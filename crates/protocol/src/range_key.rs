use schemars::JsonSchema;
use serde::{Deserialize, Serialize};
use std::fmt;
use std::str::FromStr;

/// Stable, reproducible identifier of a source span: `UNIT:line:start-end` or
/// `UNIT:line:start-endline:endcol` when the span crosses lines.
///
/// Lines are expanded-line numbers, columns are 1-based with an exclusive end.
#[derive(Debug, Clone, PartialEq, Eq, PartialOrd, Ord, Hash, Serialize, Deserialize, JsonSchema)]
pub struct RangeKey {
    pub unit: String,
    pub line: u32,
    pub start_col: u32,
    pub end_line: u32,
    pub end_col: u32,
}

impl RangeKey {
    pub fn new(unit: impl Into<String>, line: u32, start_col: u32, end_line: u32, end_col: u32) -> Self {
        Self {
            unit: unit.into(),
            line,
            start_col,
            end_line,
            end_col,
        }
    }
}

impl fmt::Display for RangeKey {
    fn fmt(&self, f: &mut fmt::Formatter<'_>) -> fmt::Result {
        if self.end_line == self.line {
            write!(f, "{}:{}:{}-{}", self.unit, self.line, self.start_col, self.end_col)
        } else {
            write!(
                f,
                "{}:{}:{}-{}:{}",
                self.unit, self.line, self.start_col, self.end_line, self.end_col
            )
        }
    }
}

#[derive(Debug, Clone, PartialEq, Eq)]
pub struct RangeKeyError(String);

impl fmt::Display for RangeKeyError {
    fn fmt(&self, f: &mut fmt::Formatter<'_>) -> fmt::Result {
        write!(f, "invalid range key {:?}", self.0)
    }
}

impl std::error::Error for RangeKeyError {}

impl FromStr for RangeKey {
    type Err = RangeKeyError;

    fn from_str(raw: &str) -> Result<Self, Self::Err> {
        let invalid = || RangeKeyError(raw.to_string());
        let number = |part: &str| part.parse::<u32>().map_err(|_| invalid());

        // unit ids may themselves contain ':', so split from the right
        let (head, span) = raw.rsplit_once('-').ok_or_else(invalid)?;
        let (rest, start_col) = head.rsplit_once(':').ok_or_else(invalid)?;
        let (unit, line) = rest.rsplit_once(':').ok_or_else(invalid)?;
        if unit.is_empty() {
            return Err(invalid());
        }
        let line = number(line)?;
        let start_col = number(start_col)?;

        let (end_line, end_col) = match span.split_once(':') {
            Some((end_line, end_col)) => (number(end_line)?, number(end_col)?),
            None => (line, number(span)?),
        };
        if (end_line, end_col) < (line, start_col) {
            return Err(invalid());
        }

        Ok(Self {
            unit: unit.to_string(),
            line,
            start_col,
            end_line,
            end_col,
        })
    }
}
__________________________________________________
Description of the task
This exercise requires the lines of the entries containing the string "Serialize".

Answer section
use serde::{Deserialize, Serialize};
#[derive(Debug, Clone, PartialEq, Eq, PartialOrd, Ord, Hash, Serialize, Deserialize, JsonSchema)]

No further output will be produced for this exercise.